In the DNS config, under "Alternate DNS servers Overrides (Optional)" set the DNS servers for this domain to something OTHER than the roots... for example, set it to 8.8.8.8 (google) or 1.1.1.1 (cloudflare).
That may get you around whatever is causing issues for you.
Ken

View solution in original post

chrismes · ‎05-18-2023

Well it does not work with 1.1.1.1 or 8.8.8.8 because it needs to be an authoritative DNS-server.
But I found they also have ns3.123-reg.co.uk 212.67.203.246 and this one responds to DNS-requests immediately.
It works fine with nslookup on the ESA, now I try to send email.

View solution in original post

Ken Stieers · ‎05-17-2023

In the DNS config, under "Alternate DNS servers Overrides (Optional)" set the DNS servers for this domain to something OTHER than the roots... for example, set it to 8.8.8.8 (google) or 1.1.1.1 (cloudflare).
That may get you around whatever is causing issues for you.
Ken

chrismes · ‎05-17-2023

Thanks.
Yes, that is what I've tried, but this does not work.
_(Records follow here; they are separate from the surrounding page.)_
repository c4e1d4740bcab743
pub mod crypto;
pub mod serialization;
// src/services/verifier.rs
//! Credential verification against on-chain attestation state.
//!
//! Each credential is checked in a fixed order: attestation present, not
//! revoked, integrity, attestation matches, subject. A collection is valid
//! only if every credential is; the checks run concurrently and the first
//! rejection is returned.

use crate::blockchain::ChainApi;
use crate::models::credential::{Credential, PublishedCredential};
use crate::models::did::is_same_subject;
use crate::services::error::VerificationError;
use crate::services::integrity::{CredentialVerifier, IntegrityError};
use futures::future::try_join_all;
use log::debug;
use std::sync::Arc;

/// Verifies credentials against the chain.
///
/// The Verifier provides:
/// - Shared access to the chain connection via `Arc<dyn ChainApi>`
/// - A pluggable integrity check via `Arc<dyn CredentialVerifier>`
#[derive(Clone)]
pub struct Verifier {
    chain: Arc<dyn ChainApi>,
    checker: Arc<dyn CredentialVerifier>,
}

impl Verifier {
    pub fn new(chain: Arc<dyn ChainApi>, checker: Arc<dyn CredentialVerifier>) -> Self {
        Self { chain, checker }
    }

    /// Verifies one credential.
    ///
    /// # Arguments
    /// * `credential` - The credential to check
    /// * `expected_subject` - DID the credential must be about
    ///
    /// # Errors
    /// - [`VerificationError::AttestationNotFound`] if nothing is attested under the root hash
    /// - [`VerificationError::CredentialRevoked`] if the attestation is revoked
    /// - [`VerificationError::CredentialInvalid`] if integrity fails or the attestation is for other content
    /// - [`VerificationError::SubjectMismatch`] if the claim owner is another subject
    pub async fn verify_credential(
        &self,
        credential: &Credential,
        expected_subject: &str,
    ) -> Result<(), VerificationError> {
        let root_hash = &credential.root_hash;
        let attestation = self.chain.attestation(root_hash).await?.ok_or_else(|| {
            VerificationError::AttestationNotFound {
                root_hash: root_hash.clone(),
            }
        })?;

        if attestation.revoked {
            return Err(VerificationError::CredentialRevoked {
                root_hash: root_hash.clone(),
            });
        }

        let invalid = |source: IntegrityError| VerificationError::CredentialInvalid {
            root_hash: root_hash.clone(),
            source,
        };
        self.checker.verify(credential).map_err(invalid)?;
        if !attestation.matches(credential) {
            return Err(invalid(IntegrityError::AttestationMismatch));
        }

        if !is_same_subject(credential.subject(), expected_subject) {
            return Err(VerificationError::SubjectMismatch {
                root_hash: root_hash.clone(),
                expected: expected_subject.to_string(),
                actual: credential.subject().to_string(),
            });
        }

        debug!("Credential {} verified", root_hash);
        Ok(())
    }

    /// Verifies every credential of a collection concurrently.
    ///
    /// Returns the number of verified credentials, or the first rejection.
    /// Checks still in flight when a rejection arrives are dropped.
    pub async fn verify_collection(
        &self,
        collection: &[PublishedCredential],
        expected_subject: &str,
    ) -> Result<usize, VerificationError> {
        try_join_all(
            collection
                .iter()
                .map(|entry| self.verify_credential(&entry.credential, expected_subject)),
        )
        .await?;
        Ok(collection.len())
    }
}
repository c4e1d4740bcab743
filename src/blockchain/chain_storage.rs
// src/blockchain/chain_storage.rs
//! Pallet storage entries read over `state_getStorage`.
//!
//! Web3 name ownership and attestations have no runtime API of their own,
//! so they are read from storage directly. Map keys are
//! `twox128(pallet) ++ twox128(item) ++ blake2_128_concat(scale(key))`, and
//! values are SCALE encoded.

use super::ChainError;
use crate::models::attestation::Attestation;
use crate::models::did::did_from_account;
use crate::utils::crypto::{encode_hash, hash_128, HASH_LENGTH};
use parity_scale_codec::{Decode, Encode};

/// `twox128("Attestation") ++ twox128("Attestations")`
const ATTESTATIONS_PREFIX: &str =
    "6310fed47319b658f9b8b2504e0d72ecae394d879ddf7f99595bc0dd36e355b5";

/// `twox128("Web3Names") ++ twox128("Owner")`
const WEB3_NAME_OWNER_PREFIX: &str =
    "9aa8ac11f0e9c4ff19e9fc10cd9c7c32eca6b7a1fdc9f689184ecb4f359c0518";

type AccountId = [u8; 32];

#[derive(Debug, Decode)]
enum AuthorizationId {
    Delegation([u8; HASH_LENGTH]),
}

/// Leading fields of `attestation::Attestations` values. The trailing
/// deposit is not read.
#[derive(Debug, Decode)]
struct AttestationDetails {
    ctype_hash: [u8; HASH_LENGTH],
    attester: AccountId,
    authorization_id: Option<AuthorizationId>,
    revoked: bool,
}

/// Leading field of `web3Names.owner` values.
#[derive(Debug, Decode)]
struct Web3NameOwnership {
    owner: AccountId,
}

fn blake2_128_concat(key: &[u8]) -> String {
    format!("{}{}", hex::encode(hash_128(key)), hex::encode(key))
}

/// Storage key of the attestation for `root_hash`.
pub fn attestation_key(root_hash: &[u8; HASH_LENGTH]) -> String {
    format!("0x{}{}", ATTESTATIONS_PREFIX, blake2_128_concat(root_hash))
}

/// Storage key of the owner record for `web3_name`.
pub fn web3_name_owner_key(web3_name: &str) -> String {
    let encoded = web3_name.as_bytes().to_vec().encode();
    format!("0x{}{}", WEB3_NAME_OWNER_PREFIX, blake2_128_concat(&encoded))
}

fn storage_bytes(raw: &str) -> Result<Vec<u8>, ChainError> {
    let digits = raw.strip_prefix("0x").unwrap_or(raw);
    hex::decode(digits).map_err(|e| ChainError::Storage(e.to_string()))
}

fn decode_value<T: Decode>(raw: &str) -> Result<T, ChainError> {
    let bytes = storage_bytes(raw)?;
    T::decode(&mut bytes.as_slice()).map_err(|e| ChainError::Storage(e.to_string()))
}

/// Decodes the attestation stored under `root_hash`.
pub fn decode_attestation(root_hash: &str, raw: &str) -> Result<Attestation, ChainError> {
    let details: AttestationDetails = decode_value(raw)?;
    Ok(Attestation {
        claim_hash: root_hash.to_string(),
        ctype_hash: encode_hash(&details.ctype_hash),
        owner: did_from_account(&details.attester),
        delegation_id: details
            .authorization_id
            .map(|AuthorizationId::Delegation(id)| encode_hash(&id)),
        revoked: details.revoked,
    })
}

/// Decodes a web3 name owner record into the owner's DID.
pub fn decode_web3_name_owner(raw: &str) -> Result<String, ChainError> {
    let ownership: Web3NameOwnership = decode_value(raw)?;
    Ok(did_from_account(&ownership.owner))
}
You can not put in there any DNS-server, it must be the the authoritative DNS-server for that domain, so these would be for my case ns.123-reg.co.uk, ns2.123-reg.co.uk which are causing the problem.

https://www.cisco.com/c/en/us/td/docs/security/esa/esa11-0/user_guide_fs/b_ESA_Admin_Guide_11_0/b_ESA_Admin_Guide_chapter_0100001.html

Specifying DNS Servers

AsyncOS can use the Internet root DNS servers, your own DNS servers, or the Internet root DNS servers and authoritative DNS servers you specify. When using the Internet root servers, you may specify alternate servers to use for specific domains. Since an alternate DNS server applies to a single domain, it must be authoritative (provide definitive DNS records) for that domain.

chrismes · ‎05-18-2023

Well it does not work with 1.1.1.1 or 8.8.8.8 because it needs to be an authoritative DNS-server.
But I found they also have ns3.123-reg.co.uk 212.67.203.246 and this one responds to DNS-requests immediately.
It works fine with nslookup on the ESA, now I try to send email.

Ken Stieers · ‎05-18-2023

It really depends upon what's borked on whether you have to have an authortative or not. We still have Windows 2012 domain controllers, and they choke on some larger retruned dns replies from spf flattening services. So I just go around the 2012 boxes for a few things.